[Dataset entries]

- Opening Delimiter -

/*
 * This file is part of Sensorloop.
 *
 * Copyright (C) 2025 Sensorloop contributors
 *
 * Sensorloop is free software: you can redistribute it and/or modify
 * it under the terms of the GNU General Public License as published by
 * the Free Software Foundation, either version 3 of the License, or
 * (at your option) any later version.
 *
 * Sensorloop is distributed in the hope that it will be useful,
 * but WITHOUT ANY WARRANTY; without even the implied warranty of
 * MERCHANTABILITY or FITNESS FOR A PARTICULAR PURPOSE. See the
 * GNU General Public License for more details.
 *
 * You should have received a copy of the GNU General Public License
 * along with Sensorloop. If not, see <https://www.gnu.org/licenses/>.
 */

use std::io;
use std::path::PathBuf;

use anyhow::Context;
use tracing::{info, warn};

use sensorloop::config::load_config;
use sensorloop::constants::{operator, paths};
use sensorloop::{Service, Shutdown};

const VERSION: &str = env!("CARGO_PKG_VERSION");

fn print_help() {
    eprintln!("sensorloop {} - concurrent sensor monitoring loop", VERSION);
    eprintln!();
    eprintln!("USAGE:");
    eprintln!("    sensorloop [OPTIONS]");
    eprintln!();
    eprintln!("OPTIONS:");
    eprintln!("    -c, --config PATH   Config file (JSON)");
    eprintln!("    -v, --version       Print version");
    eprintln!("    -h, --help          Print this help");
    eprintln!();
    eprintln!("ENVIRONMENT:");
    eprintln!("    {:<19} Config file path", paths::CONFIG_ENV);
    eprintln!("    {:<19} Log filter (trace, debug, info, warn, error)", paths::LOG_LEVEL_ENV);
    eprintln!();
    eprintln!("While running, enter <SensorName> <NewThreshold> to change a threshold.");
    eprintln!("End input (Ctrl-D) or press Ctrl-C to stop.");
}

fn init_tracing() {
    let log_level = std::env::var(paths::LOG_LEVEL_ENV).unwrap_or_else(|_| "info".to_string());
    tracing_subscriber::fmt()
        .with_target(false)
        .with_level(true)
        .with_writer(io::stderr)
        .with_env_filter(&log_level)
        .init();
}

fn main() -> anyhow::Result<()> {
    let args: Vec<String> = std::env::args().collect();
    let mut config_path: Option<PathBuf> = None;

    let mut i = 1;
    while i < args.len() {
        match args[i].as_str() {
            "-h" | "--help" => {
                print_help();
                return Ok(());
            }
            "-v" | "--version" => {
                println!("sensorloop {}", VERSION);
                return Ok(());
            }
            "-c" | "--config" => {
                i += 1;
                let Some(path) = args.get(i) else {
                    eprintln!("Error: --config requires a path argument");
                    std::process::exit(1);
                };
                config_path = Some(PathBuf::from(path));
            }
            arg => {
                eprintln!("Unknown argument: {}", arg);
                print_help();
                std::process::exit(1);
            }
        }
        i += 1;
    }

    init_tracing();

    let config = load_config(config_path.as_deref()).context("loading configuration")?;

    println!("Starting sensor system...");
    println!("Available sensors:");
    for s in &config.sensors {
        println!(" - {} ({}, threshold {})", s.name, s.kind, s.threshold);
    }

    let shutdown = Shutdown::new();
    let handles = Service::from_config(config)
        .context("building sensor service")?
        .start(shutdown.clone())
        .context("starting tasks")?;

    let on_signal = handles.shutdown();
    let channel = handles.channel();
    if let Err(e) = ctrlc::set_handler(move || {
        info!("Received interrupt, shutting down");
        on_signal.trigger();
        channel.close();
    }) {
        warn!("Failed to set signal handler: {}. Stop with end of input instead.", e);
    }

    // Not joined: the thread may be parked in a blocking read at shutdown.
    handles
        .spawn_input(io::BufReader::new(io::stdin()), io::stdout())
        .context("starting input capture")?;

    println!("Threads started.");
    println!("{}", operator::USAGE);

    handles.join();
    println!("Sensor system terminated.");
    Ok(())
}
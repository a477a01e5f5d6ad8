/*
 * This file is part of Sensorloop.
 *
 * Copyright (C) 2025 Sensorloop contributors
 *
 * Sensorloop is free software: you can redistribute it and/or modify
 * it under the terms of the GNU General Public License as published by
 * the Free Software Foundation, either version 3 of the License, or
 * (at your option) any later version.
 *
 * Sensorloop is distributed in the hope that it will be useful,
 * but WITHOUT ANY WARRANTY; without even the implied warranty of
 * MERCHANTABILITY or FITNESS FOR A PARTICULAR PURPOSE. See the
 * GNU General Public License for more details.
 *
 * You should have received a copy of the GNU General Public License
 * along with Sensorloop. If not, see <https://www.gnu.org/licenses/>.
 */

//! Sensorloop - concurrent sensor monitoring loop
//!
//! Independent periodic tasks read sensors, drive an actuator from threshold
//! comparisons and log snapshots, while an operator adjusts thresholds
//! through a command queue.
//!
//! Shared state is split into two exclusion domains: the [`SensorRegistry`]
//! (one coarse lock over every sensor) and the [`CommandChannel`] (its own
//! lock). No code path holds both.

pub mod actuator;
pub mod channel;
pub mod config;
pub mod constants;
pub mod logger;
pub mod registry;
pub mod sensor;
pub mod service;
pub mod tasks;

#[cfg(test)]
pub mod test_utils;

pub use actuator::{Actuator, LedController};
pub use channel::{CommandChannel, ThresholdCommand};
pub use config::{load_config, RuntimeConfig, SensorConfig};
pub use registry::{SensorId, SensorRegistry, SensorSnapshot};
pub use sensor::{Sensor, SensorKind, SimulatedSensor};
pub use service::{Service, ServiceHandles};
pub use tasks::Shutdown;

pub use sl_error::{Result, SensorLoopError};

- Closing Delimiter -

What to work on — Give back each line above precisely as it stands.

Result of the task —
/*
 * This file is part of Sensorloop.
 *
 * Copyright (C) 2025 Sensorloop contributors
 *
 * Sensorloop is free software: you can redistribute it and/or modify
 * it under the terms of the GNU General Public License as published by
 * the Free Software Foundation, either version 3 of the License, or
 * (at your option) any later version.
 *
 * Sensorloop is distributed in the hope that it will be useful,
 * but WITHOUT ANY WARRANTY; without even the implied warranty of
 * MERCHANTABILITY or FITNESS FOR A PARTICULAR PURPOSE. See the
 * GNU General Public License for more details.
 *
 * You should have received a copy of the GNU General Public License
 * along with Sensorloop. If not, see <https://www.gnu.org/licenses/>.
 */

use std::io;
use std::path::PathBuf;

use anyhow::Context;
use tracing::{info, warn};

use sensorloop::config::load_config;
use sensorloop::constants::{operator, paths};
use sensorloop::{Service, Shutdown};

const VERSION: &str = env!("CARGO_PKG_VERSION");

fn print_help() {
    eprintln!("sensorloop {} - concurrent sensor monitoring loop", VERSION);
    eprintln!();
    eprintln!("USAGE:");
    eprintln!("    sensorloop [OPTIONS]");
    eprintln!();
    eprintln!("OPTIONS:");
    eprintln!("    -c, --config PATH   Config file (JSON)");
    eprintln!("    -v, --version       Print version");
    eprintln!("    -h, --help          Print this help");
    eprintln!();
    eprintln!("ENVIRONMENT:");
    eprintln!("    {:<19} Config file path", paths::CONFIG_ENV);
    eprintln!("    {:<19} Log filter (trace, debug, info, warn, error)", paths::LOG_LEVEL_ENV);
    eprintln!();
    eprintln!("While running, enter <SensorName> <NewThreshold> to change a threshold.");
    eprintln!("End input (Ctrl-D) or press Ctrl-C to stop.");
}

fn init_tracing() {
    let log_level = std::env::var(paths::LOG_LEVEL_ENV).unwrap_or_else(|_| "info".to_string());
    tracing_subscriber::fmt()
        .with_target(false)
        .with_level(true)
        .with_writer(io::stderr)
        .with_env_filter(&log_level)
        .init();
}

fn main() -> anyhow::Result<()> {
    let args: Vec<String> = std::env::args().collect();
    let mut config_path: Option<PathBuf> = None;

    let mut i = 1;
    while i < args.len() {
        match args[i].as_str() {
            "-h" | "--help" => {
                print_help();
                return Ok(());
            }
            "-v" | "--version" => {
                println!("sensorloop {}", VERSION);
                return Ok(());
            }
            "-c" | "--config" => {
                i += 1;
                let Some(path) = args.get(i) else {
                    eprintln!("Error: --config requires a path argument");
                    std::process::exit(1);
                };
                config_path = Some(PathBuf::from(path));
            }
            arg => {
                eprintln!("Unknown argument: {}", arg);
                print_help();
                std::process::exit(1);
            }
        }
        i += 1;
    }

    init_tracing();

    let config = load_config(config_path.as_deref()).context("loading configuration")?;

    println!("Starting sensor system...");
    println!("Available sensors:");
    for s in &config.sensors {
        println!(" - {} ({}, threshold {})", s.name, s.kind, s.threshold);
    }

    let shutdown = Shutdown::new();
    let handles = Service::from_config(config)
        .context("building sensor service")?
        .start(shutdown.clone())
        .context("starting tasks")?;

    let on_signal = handles.shutdown();
    let channel = handles.channel();
    if let Err(e) = ctrlc::set_handler(move || {
        info!("Received interrupt, shutting down");
        on_signal.trigger();
        channel.close();
    }) {
        warn!("Failed to set signal handler: {}. Stop with end of input instead.", e);
    }

    // Not joined: the thread may be parked in a blocking read at shutdown.
    handles
        .spawn_input(io::BufReader::new(io::stdin()), io::stdout())
        .context("starting input capture")?;

    println!("Threads started.");
    println!("{}", operator::USAGE);

    handles.join();
    println!("Sensor system terminated.");
    Ok(())
}
repository a477a01e5f5d6ad8
/*
 * This file is part of Sensorloop.
 *
 * Copyright (C) 2025 Sensorloop contributors
 *
 * Sensorloop is free software: you can redistribute it and/or modify
 * it under the terms of the GNU General Public License as published by
 * the Free Software Foundation, either version 3 of the License, or
 * (at your option) any later version.
 *
 * Sensorloop is distributed in the hope that it will be useful,
 * but WITHOUT ANY WARRANTY; without even the implied warranty of
 * MERCHANTABILITY or FITNESS FOR A PARTICULAR PURPOSE. See the
 * GNU General Public License for more details.
 *
 * You should have received a copy of the GNU General Public License
 * along with Sensorloop. If not, see <https://www.gnu.org/licenses/>.
 */

//! Sensorloop - concurrent sensor monitoring loop
//!
//! Independent periodic tasks read sensors, drive an actuator from threshold
//! comparisons and log snapshots, while an operator adjusts thresholds
//! through a command queue.
//!
//! Shared state is split into two exclusion domains: the [`SensorRegistry`]
//! (one coarse lock over every sensor) and the [`CommandChannel`] (its own
//! lock). No code path holds both.

pub mod actuator;
pub mod channel;
pub mod config;
pub mod constants;
pub mod logger;
pub mod registry;
pub mod sensor;
pub mod service;
pub mod tasks;

#[cfg(test)]
pub mod test_utils;

pub use actuator::{Actuator, LedController};
pub use channel::{CommandChannel, ThresholdCommand};
pub use config::{load_config, RuntimeConfig, SensorConfig};
pub use registry::{SensorId, SensorRegistry, SensorSnapshot};
pub use sensor::{Sensor, SensorKind, SimulatedSensor};
pub use service::{Service, ServiceHandles};
pub use tasks::Shutdown;

pub use sl_error::{Result, SensorLoopError};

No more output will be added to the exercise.